[Stored data entries]
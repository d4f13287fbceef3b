use crate::*;
use anyhow::Result;
use hasher::Hasher;
use std::sync::Arc;
use std::thread;

// --------------------- Helpers ---------------------

fn meta(file_id: u32, value_offset: u32, seq: u64) -> IndexMeta {
    IndexMeta {
        file_id,
        value_offset,
        value_size: 8,
        sequence_number: seq,
    }
}

fn table(options: TableOptions) -> Result<OffHeapTable<IndexMeta>> {
    Ok(OffHeapTable::new(Hasher::Murmur3, &options)?)
}

fn small() -> TableOptions {
    TableOptions {
        segment_count: 2,
        initial_buckets: 2,
        initial_arena_bytes: 64,
        ..TableOptions::default()
    }
}

// --------------------- Basic put / get / remove ---------------------

#[test]
fn put_then_get() -> Result<()> {
    let t = table(TableOptions::default())?;
    assert_eq!(t.put(b"alpha", &meta(1, 30, 1))?, None);
    assert_eq!(t.get(b"alpha")?, Some(meta(1, 30, 1)));
    assert!(t.contains_key(b"alpha")?);
    assert_eq!(t.len(), 1);
    Ok(())
}

#[test]
fn get_missing_is_none() -> Result<()> {
    let t = table(TableOptions::default())?;
    assert_eq!(t.get(b"nope")?, None);
    assert_eq!(t.remove(b"nope")?, None);
    assert!(t.is_empty());
    Ok(())
}

#[test]
fn put_overwrites_and_returns_previous() -> Result<()> {
    let t = table(TableOptions::default())?;
    t.put(b"k", &meta(1, 10, 1))?;
    let old = t.put(b"k", &meta(2, 20, 2))?;
    assert_eq!(old, Some(meta(1, 10, 1)));
    assert_eq!(t.get(b"k")?, Some(meta(2, 20, 2)));
    assert_eq!(t.len(), 1);
    Ok(())
}

#[test]
fn remove_returns_value_and_frees_entry() -> Result<()> {
    let t = table(TableOptions::default())?;
    t.put(b"k", &meta(1, 10, 1))?;
    assert_eq!(t.remove(b"k")?, Some(meta(1, 10, 1)));
    assert_eq!(t.get(b"k")?, None);
    assert_eq!(t.len(), 0);
    assert!(t.stats().arena_free_bytes() > 0);
    Ok(())
}

#[test]
fn oversized_key_is_rejected() -> Result<()> {
    let t = table(TableOptions::default())?;
    let key = vec![b'x'; 256];
    let err = t.put(&key, &meta(1, 1, 1)).unwrap_err();
    assert!(matches!(err, IndexError::KeyTooLarge { len: 256, max: 255 }));
    Ok(())
}

// --------------------- Compare-and-swap ---------------------

#[test]
fn replace_only_swaps_on_expected_value() -> Result<()> {
    let t = table(TableOptions::default())?;
    let original = meta(1, 10, 5);
    let moved = meta(7, 22, 5);
    t.put(b"k", &original)?;

    assert!(!t.replace(b"k", &meta(1, 99, 5), &moved)?);
    assert_eq!(t.get(b"k")?, Some(original));

    assert!(t.replace(b"k", &original, &moved)?);
    assert_eq!(t.get(b"k")?, Some(moved));

    assert!(!t.replace(b"absent", &original, &moved)?);
    assert_eq!(t.get(b"absent")?, None);
    Ok(())
}

// --------------------- Collisions ---------------------

#[test]
fn colliding_hashes_are_distinct_entries() -> Result<()> {
    let t = table(TableOptions::default())?;
    let hash = 0xDEAD_BEEF_u64;
    t.put_hashed(hash, b"first", &meta(1, 1, 1))?;
    t.put_hashed(hash, b"second", &meta(2, 2, 2))?;

    assert_eq!(t.get_hashed(hash, b"first")?, Some(meta(1, 1, 1)));
    assert_eq!(t.get_hashed(hash, b"second")?, Some(meta(2, 2, 2)));

    assert_eq!(t.remove_hashed(hash, b"first")?, Some(meta(1, 1, 1)));
    assert_eq!(t.get_hashed(hash, b"first")?, None);
    assert_eq!(t.get_hashed(hash, b"second")?, Some(meta(2, 2, 2)));
    assert_eq!(t.len(), 1);
    Ok(())
}

#[test]
fn removing_middle_of_chain_keeps_neighbours() -> Result<()> {
    let t = table(TableOptions::default())?;
    let hash = 7;
    for (i, key) in [&b"a"[..], b"b", b"c"].iter().enumerate() {
        t.put_hashed(hash, key, &meta(i as u32, 0, i as u64))?;
    }
    t.remove_hashed(hash, b"b")?;
    assert_eq!(t.get_hashed(hash, b"a")?, Some(meta(0, 0, 0)));
    assert_eq!(t.get_hashed(hash, b"c")?, Some(meta(2, 0, 2)));
    assert_eq!(t.get_hashed(hash, b"b")?, None);
    Ok(())
}

// --------------------- Growth ---------------------

#[test]
fn many_inserts_resize_and_grow() -> Result<()> {
    let t = table(small())?;
    for i in 0..5_000u32 {
        t.put(format!("key-{i}").as_bytes(), &meta(i, i * 2, u64::from(i)))?;
    }
    assert_eq!(t.len(), 5_000);
    for i in 0..5_000u32 {
        assert_eq!(
            t.get(format!("key-{i}").as_bytes())?,
            Some(meta(i, i * 2, u64::from(i))),
            "key-{i}"
        );
    }

    let stats = t.stats();
    assert_eq!(stats.entries(), 5_000);
    assert!(stats.rehashes() > 0);
    assert!(stats.buckets() >= 4);
    assert!(stats.arena_capacity() > 128);
    Ok(())
}

#[test]
fn full_arena_with_holes_is_defragmented() -> Result<()> {
    let t = table(TableOptions {
        segment_count: 1,
        initial_buckets: 1024,
        initial_arena_bytes: 4000,
        ..TableOptions::default()
    })?;

    // 100 entries of 38 bytes each.
    for i in 0..100u32 {
        t.put(format!("k{i:03}").as_bytes(), &meta(i, 0, 1))?;
    }
    for i in 10..100u32 {
        t.remove(format!("k{i:03}").as_bytes())?;
    }
    // Longer keys cannot reuse the 38-byte holes.
    for i in 0..10u32 {
        t.put(format!("long-{i:05}").as_bytes(), &meta(1000 + i, 0, 2))?;
    }

    assert_eq!(t.stats().defragmentations(), 1);
    assert_eq!(t.arena_capacity(0), Some(4000));
    for i in 0..10u32 {
        assert_eq!(t.get(format!("k{i:03}").as_bytes())?, Some(meta(i, 0, 1)));
        assert_eq!(
            t.get(format!("long-{i:05}").as_bytes())?,
            Some(meta(1000 + i, 0, 2))
        );
    }
    assert_eq!(t.get(b"k050")?, None);
    assert_eq!(t.len(), 20);
    Ok(())
}

#[test]
fn for_each_visits_every_entry() -> Result<()> {
    let t = table(small())?;
    for i in 0..200u32 {
        t.put(format!("e{i}").as_bytes(), &meta(i, 0, 0))?;
    }
    let mut seen = Vec::new();
    t.for_each(|key, value| seen.push((key.to_vec(), value.file_id)))?;
    seen.sort_by_key(|(_, id)| *id);

    assert_eq!(seen.len(), 200);
    assert_eq!(seen[17], (b"e17".to_vec(), 17));
    Ok(())
}

// --------------------- Options / release ---------------------

#[test]
fn invalid_options_are_rejected() {
    let bad = [
        TableOptions {
            segment_count: 3,
            ..TableOptions::default()
        },
        TableOptions {
            initial_buckets: 0,
            ..TableOptions::default()
        },
        TableOptions {
            load_factor: 0.0,
            ..TableOptions::default()
        },
        TableOptions {
            max_key_size: 70_000,
            ..TableOptions::default()
        },
    ];
    for options in bad {
        assert!(matches!(
            OffHeapTable::<IndexMeta>::new(Hasher::Crc32, &options),
            Err(IndexError::InvalidOptions(_))
        ));
    }
}

#[test]
fn release_is_idempotent_and_final() -> Result<()> {
    let t = table(TableOptions::default())?;
    t.put(b"k", &meta(1, 1, 1))?;
    t.release();
    t.release();

    assert!(t.is_released());
    assert!(matches!(t.get(b"k"), Err(IndexError::Released)));
    assert!(matches!(t.put(b"k", &meta(1, 1, 1)), Err(IndexError::Released)));
    assert!(matches!(t.for_each(|_, _| {}), Err(IndexError::Released)));
    assert_eq!(t.stats().arena_capacity(), 0);
    Ok(())
}

// --------------------- Concurrency ---------------------

#[test]
fn concurrent_writers_on_shared_table() -> Result<()> {
    let t = Arc::new(table(small())?);
    let handles: Vec<_> = (0..8u32)
        .map(|w| {
            let t = Arc::clone(&t);
            thread::spawn(move || -> Result<(), IndexError> {
                for i in 0..1_000u32 {
                    t.put(format!("{w}-{i}").as_bytes(), &meta(w, i, u64::from(i)))?;
                }
                Ok(())
            })
        })
        .collect();
    for h in handles {
        h.join().expect("writer panicked")?;
    }

    assert_eq!(t.len(), 8_000);
    assert_eq!(t.get(b"3-999")?, Some(meta(3, 999, 999)));
    Ok(())
}
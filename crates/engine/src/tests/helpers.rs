use std::fs;
use std::path::{Path, PathBuf};

use segment::naming::file_path;
use segment::FileKind;

use crate::StoreConfig;

/// Small files and no background workers, so tests decide when compaction
/// runs.
pub fn small_config() -> StoreConfig {
    StoreConfig {
        max_file_size: 4096,
        table_segments: 4,
        initial_buckets_per_segment: 16,
        initial_arena_bytes: 4096,
        compaction_threads: 0,
        ..StoreConfig::default()
    }
}

pub fn count_files(dir: &Path, suffix: &str) -> usize {
    fs::read_dir(dir)
        .unwrap()
        .filter_map(|e| e.ok())
        .filter(|e| e.file_name().to_string_lossy().ends_with(suffix))
        .count()
}

pub fn data_path(dir: &Path, id: u32) -> PathBuf {
    file_path(dir, id, FileKind::Data)
}

pub fn index_path(dir: &Path, id: u32) -> PathBuf {
    file_path(dir, id, FileKind::Index)
}

/// A value that makes every record exactly 128 bytes with a 6-byte key.
pub fn value_100(tag: usize) -> Vec<u8> {
    format!("{tag:0>100}").into_bytes()
}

» **Your instructions**
Filter the entries and copy out every line with the word "suffix".

» **Solution**
pub fn count_files(dir: &Path, suffix: &str) -> usize {
        .filter(|e| e.file_name().to_string_lossy().ends_with(suffix))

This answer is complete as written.